What is an affordance?

An affordance is the possibility of an interaction between a user and an object. For example, a doorknob is an affordance in the sense that it lets the user know that they can open the door and helps facilitate the opening of the door. 

Affordances are designed! 

  • Utility: Someone decided that it was more useful to put that doorknob on the door at approximately hand level. 
  • Symbolism: They also decided to make it a symbolic ‘doorknob’ shape that culturally we understand as a method of opening a door. 

Designers have almost complete control over which affordances show up in their digital world. In the real world there’s not a lot a designer can do about how ‘kickable’ their door might be. It isn’t like we have control over the users legs, kicking skills or the physical structure of the door. But in the digital realm, we can simply not create a kickable affordance. If you don’t put kicking in your game, players can’t kick the door. 

What is a social affordance?

A social affordance in a digital game is some UX element of the game that creates the possibility of an interaction between a user and another user. Again, since this is a digital space, we have complete control over what we allow. 

Closed social affordances 

There is a spectrum of social affordances ranging from closed to open. 

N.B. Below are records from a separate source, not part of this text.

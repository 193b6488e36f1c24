//! Loopback transport for testing.
//!
//! Uses in-process [`tokio::sync::mpsc`] channels in place of a socket.
//! [`LoopbackConnector::create`] returns the client-side connector plus a
//! [`LoopbackAcceptor`] that plays the hub: each accepted handshake yields
//! a [`LoopbackPeer`] that can push frames, read commands, and hang up.
//!
//! The connector can be told to refuse or stall handshakes to exercise the
//! reconnect path without real networking.

use std::sync::Arc;
use std::sync::atomic::{AtomicU32, Ordering};

use parking_lot::Mutex;
use tokio::sync::mpsc;

use planner_proto::command::ClientCommand;
use planner_proto::event::ServerFrame;
use planner_proto::task::UserId;

use super::{Connector, Session, TransportError, TransportType};

/// How the connector answers the next handshakes.
#[derive(Debug, Clone, Copy, PartialEq, Eq)]
pub enum HandshakeMode {
    /// Complete the handshake and hand a peer to the acceptor.
    Accept,
    /// Fail immediately as if nothing were listening.
    Refuse,
    /// Never complete; the caller's timeout decides.
    Stall,
}

#[derive(Debug)]
struct Shared {
    mode: Mutex<HandshakeMode>,
    attempts: AtomicU32,
    accepted: mpsc::UnboundedSender<LoopbackPeer>,
}

/// Client side of the loopback transport.
#[derive(Debug, Clone)]
pub struct LoopbackConnector {
    shared: Arc<Shared>,
    buffer: usize,
}

/// Hub side of the loopback transport: yields one peer per handshake.
#[derive(Debug)]
pub struct LoopbackAcceptor {
    accepted: mpsc::UnboundedReceiver<LoopbackPeer>,
}

/// Hub-side view of one accepted session.
#[derive(Debug)]
pub struct LoopbackPeer {
    /// Identity sent in the client's `hello`.
    pub user: UserId,
    /// Commands the client sent, in order.
    pub commands: mpsc::Receiver<ClientCommand>,
    frames: mpsc::Sender<ServerFrame>,
}

impl LoopbackConnector {
    /// Create a connector and its acceptor.
    ///
    /// The `buffer` parameter controls the channel capacity for each
    /// direction of every session.
    #[must_use]
    pub fn create(buffer: usize) -> (Self, LoopbackAcceptor) {
        let (tx, rx) = mpsc::unbounded_channel();
        let shared = Arc::new(Shared {
            mode: Mutex::new(HandshakeMode::Accept),
            attempts: AtomicU32::new(0),
            accepted: tx,
        });
        (
            Self {
                shared,
                buffer: buffer.max(1),
            },
            LoopbackAcceptor { accepted: rx },
        )
    }

    /// Change how subsequent handshakes are answered.
    pub fn set_mode(&self, mode: HandshakeMode) {
        *self.shared.mode.lock() = mode;
    }

    /// Number of handshakes attempted so far, successful or not.
    #[must_use]
    pub fn attempts(&self) -> u32 {
        self.shared.attempts.load(Ordering::SeqCst)
    }
}

impl Connector for LoopbackConnector {
    async fn connect(&self, user: &UserId) -> Result<Session, TransportError> {
        self.shared.attempts.fetch_add(1, Ordering::SeqCst);
        let mode = *self.shared.mode.lock();
        match mode {
            HandshakeMode::Accept => {}
            HandshakeMode::Refuse => {
                return Err(TransportError::Unreachable("loopback".to_string()));
            }
            HandshakeMode::Stall => std::future::pending::<()>().await,
        }

        let (cmd_tx, cmd_rx) = mpsc::channel(self.buffer);
        let (frame_tx, frame_rx) = mpsc::channel(self.buffer);
        let peer = LoopbackPeer {
            user: user.clone(),
            commands: cmd_rx,
            frames: frame_tx,
        };
        self.shared
            .accepted
            .send(peer)
            .map_err(|_| TransportError::ConnectionClosed)?;

        Ok(Session {
            user: user.clone(),
            outgoing: cmd_tx,
            incoming: frame_rx,
        })
    }

    fn transport_type(&self) -> TransportType {
        TransportType::Loopback
    }
}

impl LoopbackAcceptor {
    /// Wait for the next successful handshake.
    ///
    /// Returns `None` once every connector clone has been dropped.
    pub async fn accept(&mut self) -> Option<LoopbackPeer> {
        self.accepted.recv().await
    }
}

impl LoopbackPeer {
    /// Push a frame to the client.
    ///
    /// # Errors
    ///
    /// Returns [`TransportError::ConnectionClosed`] if the client dropped the session.
    pub async fn push(&self, frame: ServerFrame) -> Result<(), TransportError> {
        self.frames
            .send(frame)
            .await
            .map_err(|_| TransportError::ConnectionClosed)
    }

    /// Wait for the client's next command.
    pub async fn next_command(&mut self) -> Option<ClientCommand> {
        self.commands.recv().await
    }

    /// Hang up, as if the socket had died.
    pub fn hang_up(self) {
        drop(self);
    }
}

A closed affordance is an absolute limit on an interaction. It defines the interaction concisely and cuts out unexpected edge cases. 

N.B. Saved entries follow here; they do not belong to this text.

//! `planner-sync` -- client-side realtime sync engine for a workload
//! planner.
//!
//! Keeps a local copy of a workspace's tasks and assignees consistent with
//! a hub over a push channel: optimistic moves and edits, conflict
//! detection, room presence, snapshot caching and reconnect with backoff.
//! [`engine::SyncEngine`] ties the parts together; [`scheduling`] holds the
//! pure capacity and conflict checks.

pub mod cache;
pub mod clock;
pub mod config;
pub mod connection;
pub mod engine;
pub mod error;
pub mod room;
pub mod scheduling;
pub mod store;
pub mod transport;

For example, In Journey, they designed a closed affordance where players can only make a beeping noise if they wish to communicate. There is really no other method of symbolic communication. 

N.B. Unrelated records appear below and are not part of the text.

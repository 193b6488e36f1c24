//! Pure scheduling arithmetic.
//!
//! Nothing in here touches state: every function takes the tasks and
//! assignees it needs and returns a value. The entity store calls these for
//! validation and for its derived statistics.

use chrono::{Duration as ChronoDuration, NaiveDateTime};

use planner_proto::task::{
    Assignee, AssigneeId, MAX_TASK_TITLE_LENGTH, Task, TaskId, TaskPatch,
};

/// Utilization above which an assignee is listed as overallocated.
pub const OVERALLOCATION_THRESHOLD: f64 = 120.0;

/// Utilization below which a non-idle assignee is listed as underutilized.
pub const UNDERUTILIZATION_THRESHOLD: f64 = 70.0;

/// Highest valid completion percentage.
pub const MAX_PROGRESS: u8 = 100;

/// Why a proposed move or edit was rejected.
#[derive(Debug, Clone, thiserror::Error, PartialEq, Eq)]
pub enum ValidationError {
    /// An end date was given without a start date.
    #[error("an end date requires a start date")]
    EndWithoutStart,

    /// The end date precedes the start date.
    #[error("end {end} is before start {start}")]
    EndBeforeStart {
        /// Proposed start.
        start: NaiveDateTime,
        /// Proposed end.
        end: NaiveDateTime,
    },

    /// The target assignee is not part of the workspace.
    #[error("unknown assignee {0}")]
    UnknownAssignee(AssigneeId),

    /// Title is empty after trimming.
    #[error("task title cannot be empty")]
    TitleEmpty,

    /// Title exceeds the maximum allowed length.
    #[error("task title too long (max {MAX_TASK_TITLE_LENGTH} characters)")]
    TitleTooLong,

    /// Duration is negative, NaN or infinite.
    #[error("duration must be a finite, non-negative number of hours")]
    InvalidDuration,

    /// Progress is above 100.
    #[error("progress must be at most {MAX_PROGRESS}, got {0}")]
    ProgressOutOfRange(u8),

    /// The edit does not change any field.
    #[error("edit changes nothing")]
    EmptyEdit,

    /// A batch contains no changes.
    #[error("batch contains no changes")]
    EmptyBatch,

    /// A batch changes the same task more than once.
    #[error("task {0} appears more than once in the batch")]
    DuplicateInBatch(TaskId),
}

/// What a valid move would do to its target assignee.
#[derive(Debug, Clone, Copy, PartialEq)]
pub struct MoveAssessment {
    /// End date after derivation from the duration, if one was needed.
    pub end: Option<NaiveDateTime>,
    /// Scheduled hours of the target assignee after the move.
    pub projected_hours: f64,
    /// Rounded utilization of the target assignee after the move.
    pub projected_utilization: u32,
    /// The move would push the target assignee past their capacity.
    pub overallocated: bool,
}

/// Utilization in percent, unrounded. Zero capacity means zero utilization.
#[must_use]
pub fn utilization_percent(scheduled_hours: f64, capacity_hours: f64) -> f64 {
    if capacity_hours > 0.0 {
        scheduled_hours / capacity_hours * 100.0
    } else {
        0.0
    }
}

/// Rounds a percentage to a whole number, clamping at zero.
#[must_use]
#[allow(clippy::cast_possible_truncation, clippy::cast_sign_loss)]
pub fn round_percent(percent: f64) -> u32 {
    if percent.is_finite() && percent > 0.0 {
        percent.round().min(f64::from(u32::MAX)) as u32
    } else {
        0
    }
}

/// Sum of scheduled hours assigned to `assignee`.
pub fn scheduled_hours_for<'a>(
    assignee: &AssigneeId,
    tasks: impl IntoIterator<Item = &'a Task>,
) -> f64 {
    tasks
        .into_iter()
        .filter(|task| task.is_assigned_to(assignee))
        .map(Task::scheduled_hours)
        .sum()
}

/// `round(scheduled hours / capacity × 100)`, or 0 when capacity is 0.
pub fn utilization<'a>(assignee: &Assignee, tasks: impl IntoIterator<Item = &'a Task>) -> u32 {
    let hours = scheduled_hours_for(&assignee.id, tasks);
    round_percent(utilization_percent(hours, assignee.capacity_hours))
}

/// `start + duration`, with the duration rounded to whole hours.
///
/// Negative or non-finite durations count as zero.
#[must_use]
#[allow(clippy::cast_possible_truncation)]
pub fn derive_end_date(start: NaiveDateTime, duration_hours: f64) -> NaiveDateTime {
    let hours = if duration_hours.is_finite() && duration_hours > 0.0 {
        duration_hours.round().min(1_000_000.0) as i64
    } else {
        0
    };
    start
        .checked_add_signed(ChronoDuration::hours(hours))
        .unwrap_or(start)
}

/// Whether `[a_start, a_end]` and `[b_start, b_end]` share an instant.
///
/// Bounds are inclusive: ranges that touch at an endpoint overlap.
#[must_use]
pub fn ranges_overlap(
    a_start: NaiveDateTime,
    a_end: NaiveDateTime,
    b_start: NaiveDateTime,
    b_end: NaiveDateTime,
) -> bool {
    a_start <= b_end && b_start <= a_end
}

/// Check a proposed move of `task` to `assignee` over `[start, end]`.
///
/// `committed_hours` is what the target assignee already has scheduled,
/// excluding `task` itself. When only a start is given the end is derived
/// from the task's duration. Overallocation never rejects a move; it is
/// reported in the assessment.
///
/// # Errors
///
/// - [`ValidationError::EndWithoutStart`] if `end` is set but `start` is not.
/// - [`ValidationError::EndBeforeStart`] if `end < start`.
pub fn is_valid_move(
    task: &Task,
    assignee: Option<&Assignee>,
    start: Option<NaiveDateTime>,
    end: Option<NaiveDateTime>,
    committed_hours: f64,
) -> Result<MoveAssessment, ValidationError> {
    if start.is_none() && end.is_some() {
        return Err(ValidationError::EndWithoutStart);
    }
    let end = end.or_else(|| start.map(|s| derive_end_date(s, task.duration_hours)));
    if let (Some(start), Some(end)) = (start, end)
        && end < start
    {
        return Err(ValidationError::EndBeforeStart { start, end });
    }

    let added = if start.is_some() && end.is_some() {
        task.duration_hours.max(0.0)
    } else {
        0.0
    };
    let projected_hours = committed_hours + added;
    let percent = assignee.map_or(0.0, |a| utilization_percent(projected_hours, a.capacity_hours));

    Ok(MoveAssessment {
        end,
        projected_hours,
        projected_utilization: round_percent(percent),
        overallocated: assignee.is_some() && percent > 100.0,
    })
}

/// Check an edit before it is applied.
///
/// # Errors
///
/// Returns the first problem found: empty edit, title, duration, progress.
pub fn validate_patch(patch: &TaskPatch) -> Result<(), ValidationError> {
    if patch.is_empty() {
        return Err(ValidationError::EmptyEdit);
    }
    if let Some(title) = &patch.title {
        let trimmed = title.trim();
        if trimmed.is_empty() {
            return Err(ValidationError::TitleEmpty);
        }
        if trimmed.chars().count() > MAX_TASK_TITLE_LENGTH {
            return Err(ValidationError::TitleTooLong);
        }
    }
    if let Some(duration) = patch.duration_hours
        && (!duration.is_finite() || duration < 0.0)
    {
        return Err(ValidationError::InvalidDuration);
    }
    if let Some(progress) = patch.progress
        && progress > MAX_PROGRESS
    {
        return Err(ValidationError::ProgressOutOfRange(progress));
    }
    Ok(())
}

/// A candidate assignee for an unscheduled or reassigned task.
#[derive(Debug, Clone, PartialEq)]
pub struct Suggestion {
    /// Who.
    pub assignee_id: AssigneeId,
    /// Display name.
    pub name: String,
    /// Capacity left after their current scheduled work.
    pub available_hours: f64,
    /// Their current rounded utilization.
    pub utilization: u32,
    /// `100 - utilization`; higher is a better fit.
    pub confidence: u32,
}

/// Assignees under 100 % whose remaining hours cover `task`.
///
/// Sorted by confidence, best first; ties keep assignee order. The task's
/// own hours are not counted against its current assignee.
pub fn suggest_assignees<'a>(
    task: &Task,
    assignees: impl IntoIterator<Item = &'a Assignee>,
    tasks: &[&Task],
) -> Vec<Suggestion> {
    if task.duration_hours.is_nan() || task.duration_hours <= 0.0 {
        return Vec::new();
    }
    let others = || tasks.iter().copied().filter(|t| t.id != task.id);

    let mut suggestions: Vec<Suggestion> = assignees
        .into_iter()
        .filter_map(|assignee| {
            let hours = scheduled_hours_for(&assignee.id, others());
            let utilization = round_percent(utilization_percent(hours, assignee.capacity_hours));
            let available_hours = assignee.capacity_hours - hours;
            (utilization < 100 && available_hours >= task.duration_hours).then(|| Suggestion {
                assignee_id: assignee.id.clone(),
                name: assignee.name.clone(),
                available_hours,
                utilization,
                confidence: 100 - utilization,
            })
        })
        .collect();
    suggestions.sort_by(|a, b| b.confidence.cmp(&a.confidence));
    suggestions
}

Closed affordances are useful in that they remove large swaths of problematic behavior. It is difficult, if not impossible, to insult another player in Journey. When you examine many multiplayer mobile titles, they’ve simply eliminated most social affordances. There’s no open text chat. You can’t gesture. You can’t voice chat. In many cases, you won’t even see the same people repeatedly. These limits cut down on griefing and subsequent moderation costs. 

The downside of closed affordances is that they reduce player agency and expressiveness. In Journey, the lack of persistent open communication channels means that you can never form deep friendships. By eliminating the bad aspects of humans interacting, you often also remove many of the good parts. 

Open affordances

An open affordance creates social opportunities with multiple degrees of freedom and then allows users to play socially with one another in the resulting space. They can gently encourage certain behavior, but since they impose only loose constraints, you are still likely to see a very broad range of outcomes. 

For example, you add free form chat to your game, which at a surface level only adds the ability to type letters. But sending letters lets people send language. Inevitably, you’ll witness friendship formation, personal disclosure, griefing, memes, in-groups, out-groups and a general explosion of culture. 

The more freedom you give players, the more they will abuse it. And the more robust after-the-fact moderation systems will need to be shoehorned into your game. 

However, open affordances are also the beating heart of a vibrant community. You want intimacy through safe disclosure. You want local language and practices to emerge. You want groups to form identities and boundaries. This is how humans build lasting societies. 

The inherent openness of social affordances

Social behavior is a complex emergent phenomena that blossoms when given even the most limited channels of communication. There’s the infamous story of a safe chat function in an early children’s MMO where despite incredibly limited word choices a child immediately came up with the sentence “I want to stick my long-necked giraffe up your fluffy white bunny.”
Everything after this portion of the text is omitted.